(Stored data entries)
┌──

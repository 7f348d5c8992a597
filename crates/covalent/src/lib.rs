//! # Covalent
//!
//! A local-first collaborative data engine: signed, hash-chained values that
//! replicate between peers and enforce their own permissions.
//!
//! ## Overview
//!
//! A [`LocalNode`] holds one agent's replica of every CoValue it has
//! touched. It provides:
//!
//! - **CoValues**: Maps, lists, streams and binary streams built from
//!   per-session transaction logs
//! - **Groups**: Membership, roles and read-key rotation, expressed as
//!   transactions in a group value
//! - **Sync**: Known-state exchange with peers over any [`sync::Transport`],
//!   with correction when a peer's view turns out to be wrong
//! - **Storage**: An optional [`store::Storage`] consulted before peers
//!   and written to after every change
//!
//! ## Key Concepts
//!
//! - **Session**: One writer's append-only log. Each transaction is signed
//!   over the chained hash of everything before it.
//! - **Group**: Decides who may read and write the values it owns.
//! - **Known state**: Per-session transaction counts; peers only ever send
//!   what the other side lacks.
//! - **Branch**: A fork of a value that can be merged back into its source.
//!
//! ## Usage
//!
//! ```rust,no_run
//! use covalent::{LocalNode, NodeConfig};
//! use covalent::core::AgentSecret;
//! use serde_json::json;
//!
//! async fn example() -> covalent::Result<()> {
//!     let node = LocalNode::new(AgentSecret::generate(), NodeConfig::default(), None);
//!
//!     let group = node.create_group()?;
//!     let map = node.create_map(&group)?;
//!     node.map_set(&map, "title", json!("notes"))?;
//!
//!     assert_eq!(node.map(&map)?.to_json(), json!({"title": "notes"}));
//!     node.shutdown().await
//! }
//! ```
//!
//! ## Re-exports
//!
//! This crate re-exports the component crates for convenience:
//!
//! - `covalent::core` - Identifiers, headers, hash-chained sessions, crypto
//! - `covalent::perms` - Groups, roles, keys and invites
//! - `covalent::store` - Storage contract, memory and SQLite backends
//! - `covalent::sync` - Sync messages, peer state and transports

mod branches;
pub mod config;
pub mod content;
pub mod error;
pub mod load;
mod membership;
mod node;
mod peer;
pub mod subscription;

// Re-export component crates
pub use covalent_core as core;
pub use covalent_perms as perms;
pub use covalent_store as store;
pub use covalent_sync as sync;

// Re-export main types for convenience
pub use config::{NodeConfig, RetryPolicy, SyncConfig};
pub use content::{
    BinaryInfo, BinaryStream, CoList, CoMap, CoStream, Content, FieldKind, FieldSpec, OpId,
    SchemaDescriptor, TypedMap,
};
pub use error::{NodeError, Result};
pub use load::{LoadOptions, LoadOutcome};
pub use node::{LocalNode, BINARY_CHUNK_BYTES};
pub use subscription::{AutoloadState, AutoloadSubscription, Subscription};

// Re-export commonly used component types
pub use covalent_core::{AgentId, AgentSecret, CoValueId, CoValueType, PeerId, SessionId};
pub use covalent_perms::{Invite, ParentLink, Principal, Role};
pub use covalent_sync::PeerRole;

└──

• Aim of the exercise
Nothing should be missing: every line above must be reproduced exactly.

• Solved problem
repository 7f348d5c8992a597
filename crates/covalent/src/lib.rs
//! # Covalent
//!
//! A local-first collaborative data engine: signed, hash-chained values that
//! replicate between peers and enforce their own permissions.
//!
//! ## Overview
//!
//! A [`LocalNode`] holds one agent's replica of every CoValue it has
//! touched. It provides:
//!
//! - **CoValues**: Maps, lists, streams and binary streams built from
//!   per-session transaction logs
//! - **Groups**: Membership, roles and read-key rotation, expressed as
//!   transactions in a group value
//! - **Sync**: Known-state exchange with peers over any [`sync::Transport`],
//!   with correction when a peer's view turns out to be wrong
//! - **Storage**: An optional [`store::Storage`] consulted before peers
//!   and written to after every change
//!
//! ## Key Concepts
//!
//! - **Session**: One writer's append-only log. Each transaction is signed
//!   over the chained hash of everything before it.
//! - **Group**: Decides who may read and write the values it owns.
//! - **Known state**: Per-session transaction counts; peers only ever send
//!   what the other side lacks.
//! - **Branch**: A fork of a value that can be merged back into its source.
//!
//! ## Usage
//!
//! ```rust,no_run
//! use covalent::{LocalNode, NodeConfig};
//! use covalent::core::AgentSecret;
//! use serde_json::json;
//!
//! async fn example() -> covalent::Result<()> {
//!     let node = LocalNode::new(AgentSecret::generate(), NodeConfig::default(), None);
//!
//!     let group = node.create_group()?;
//!     let map = node.create_map(&group)?;
//!     node.map_set(&map, "title", json!("notes"))?;
//!
//!     assert_eq!(node.map(&map)?.to_json(), json!({"title": "notes"}));
//!     node.shutdown().await
//! }
//! ```
//!
//! ## Re-exports
//!
//! This crate re-exports the component crates for convenience:
//!
//! - `covalent::core` - Identifiers, headers, hash-chained sessions, crypto
//! - `covalent::perms` - Groups, roles, keys and invites
//! - `covalent::store` - Storage contract, memory and SQLite backends
//! - `covalent::sync` - Sync messages, peer state and transports

mod branches;
pub mod config;
pub mod content;
pub mod error;
pub mod load;
mod membership;
mod node;
mod peer;
pub mod subscription;

// Re-export component crates
pub use covalent_core as core;
pub use covalent_perms as perms;
pub use covalent_store as store;
pub use covalent_sync as sync;

// Re-export main types for convenience
pub use config::{NodeConfig, RetryPolicy, SyncConfig};
pub use content::{
    BinaryInfo, BinaryStream, CoList, CoMap, CoStream, Content, FieldKind, FieldSpec, OpId,
    SchemaDescriptor, TypedMap,
};
pub use error::{NodeError, Result};
pub use load::{LoadOptions, LoadOutcome};
pub use node::{LocalNode, BINARY_CHUNK_BYTES};
pub use subscription::{AutoloadState, AutoloadSubscription, Subscription};

// Re-export commonly used component types
pub use covalent_core::{AgentId, AgentSecret, CoValueId, CoValueType, PeerId, SessionId};
pub use covalent_perms::{Invite, ParentLink, Principal, Role};
pub use covalent_sync::PeerRole;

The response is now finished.